### What to work on
Nothing is needed except the lines below that run from the one with "#[tokio::main]" through the one with "if evicted >", repeated exactly.

____ Data supplied

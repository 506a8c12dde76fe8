//! Market tape quote service.
//!
//! This binary serves `GET .../quotes?symbols=...` over HTTP. Internally, it wires
//! together three main building blocks:
//!
//! - `FinnhubProvider`: performs one upstream lookup per symbol.
//! - `QuoteAggregator`: fans a request out to the provider in parallel and keeps only the
//!   quotes that came back valid within the upstream timeout.
//! - `InMemoryResponseCache`: shares rendered responses between identical requests for the
//!   cache TTL; a background janitor evicts stale entries.
//!
//! Concurrency and shutdown:
//! - Requests are handled on the Tokio runtime by axum; the cache is the only shared state.
//! - Ctrl+C stops accepting connections and lets in-flight requests finish.
//!
//! Configuration (flags or environment):
//! - `--bind` / `TAPE_BIND` (default `0.0.0.0:8787`)
//! - `--upstream-url` / `TAPE_UPSTREAM_URL`
//! - `--api-key` / `FINNHUB_API_KEY` (required)
//! - `--cache-ttl-secs` / `TAPE_CACHE_TTL_SECS` (default 15)
//! - `--upstream-timeout-ms` / `TAPE_UPSTREAM_TIMEOUT_MS` (default 5000)
//! - `RUST_LOG` for log filtering (default `info`)
#![warn(missing_docs)]
use std::sync::Arc;
use std::time::Duration;

use clap::Parser;
use log::{debug, error, info};
use tape_common::Result;
use tape_server::args::Args;
use tape_server::model::response_cache::InMemoryResponseCache;
use tape_server::upstream::FinnhubProvider;
use tape_server::{AppState, QuoteAggregator, ServerConfig, create_router};
use tokio::net::TcpListener;

#[tokio::main]
async fn main() -> Result<()> {
    load_dotenv();
    init_logger();
    let config = ServerConfig::from_args(Args::parse())?;
    info!("Starting quote service: {:?}", config);

    let provider = FinnhubProvider::new(
        &config.upstream_url,
        config.api_key.clone(),
        config.upstream_timeout,
    )?;
    let aggregator = QuoteAggregator::new(Arc::new(provider), config.upstream_timeout);

    let cache = Arc::new(InMemoryResponseCache::new());
    start_cache_janitor(Arc::clone(&cache), config.cache_ttl);

    let app = create_router(AppState::new(aggregator, cache, config.cache_ttl));
    let listener = TcpListener::bind(config.bind).await?;
    info!("Quote service listening on {}", listener.local_addr()?);

    axum::serve(listener, app)
        .with_graceful_shutdown(shutdown_signal())
        .await?;

    info!("Quote service stopped");
    Ok(())
}

/// Periodically evict expired cache entries so keys that are never requested
/// again do not accumulate.
fn start_cache_janitor(cache: Arc<InMemoryResponseCache>, period: Duration) {
    tokio::spawn(async move {
        let mut ticker = tokio::time::interval(period);
        loop {
            ticker.tick().await;
            let evicted = cache.purge_expired();
            if evicted > 0 {
                debug!("Evicted {} expired responses, {} cached", evicted, cache.len());
            }
        }
    });
}

async fn shutdown_signal() {
    match tokio::signal::ctrl_c().await {
        Ok(()) => info!("Ctrl+C received. Shutting down quote service..."),
        Err(e) => {
            error!("Failed to listen for Ctrl+C: {}", e);
            std::future::pending::<()>().await;
        }
    }
}

fn load_dotenv() {
    if let Err(e) = dotenvy::dotenv()
        && !e.not_found()
    {
        eprintln!("Failed to load .env: {}", e);
    }
}

fn init_logger() {
    env_logger::Builder::new()
        .filter_level(log::LevelFilter::Info)
        .parse_default_env()
        .init();
}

________

### Answer to this task
#[tokio::main]
async fn main() -> Result<()> {
    load_dotenv();
    init_logger();
    let config = ServerConfig::from_args(Args::parse())?;
    info!("Starting quote service: {:?}", config);

    let provider = FinnhubProvider::new(
        &config.upstream_url,
        config.api_key.clone(),
        config.upstream_timeout,
    )?;
    let aggregator = QuoteAggregator::new(Arc::new(provider), config.upstream_timeout);

    let cache = Arc::new(InMemoryResponseCache::new());
    start_cache_janitor(Arc::clone(&cache), config.cache_ttl);

    let app = create_router(AppState::new(aggregator, cache, config.cache_ttl));
    let listener = TcpListener::bind(config.bind).await?;
    info!("Quote service listening on {}", listener.local_addr()?);

    axum::serve(listener, app)
        .with_graceful_shutdown(shutdown_signal())
        .await?;

    info!("Quote service stopped");
    Ok(())
}

/// Periodically evict expired cache entries so keys that are never requested
/// again do not accumulate.
fn start_cache_janitor(cache: Arc<InMemoryResponseCache>, period: Duration) {
    tokio::spawn(async move {
        let mut ticker = tokio::time::interval(period);
        loop {
            ticker.tick().await;
            let evicted = cache.purge_expired();
            if evicted > 0 {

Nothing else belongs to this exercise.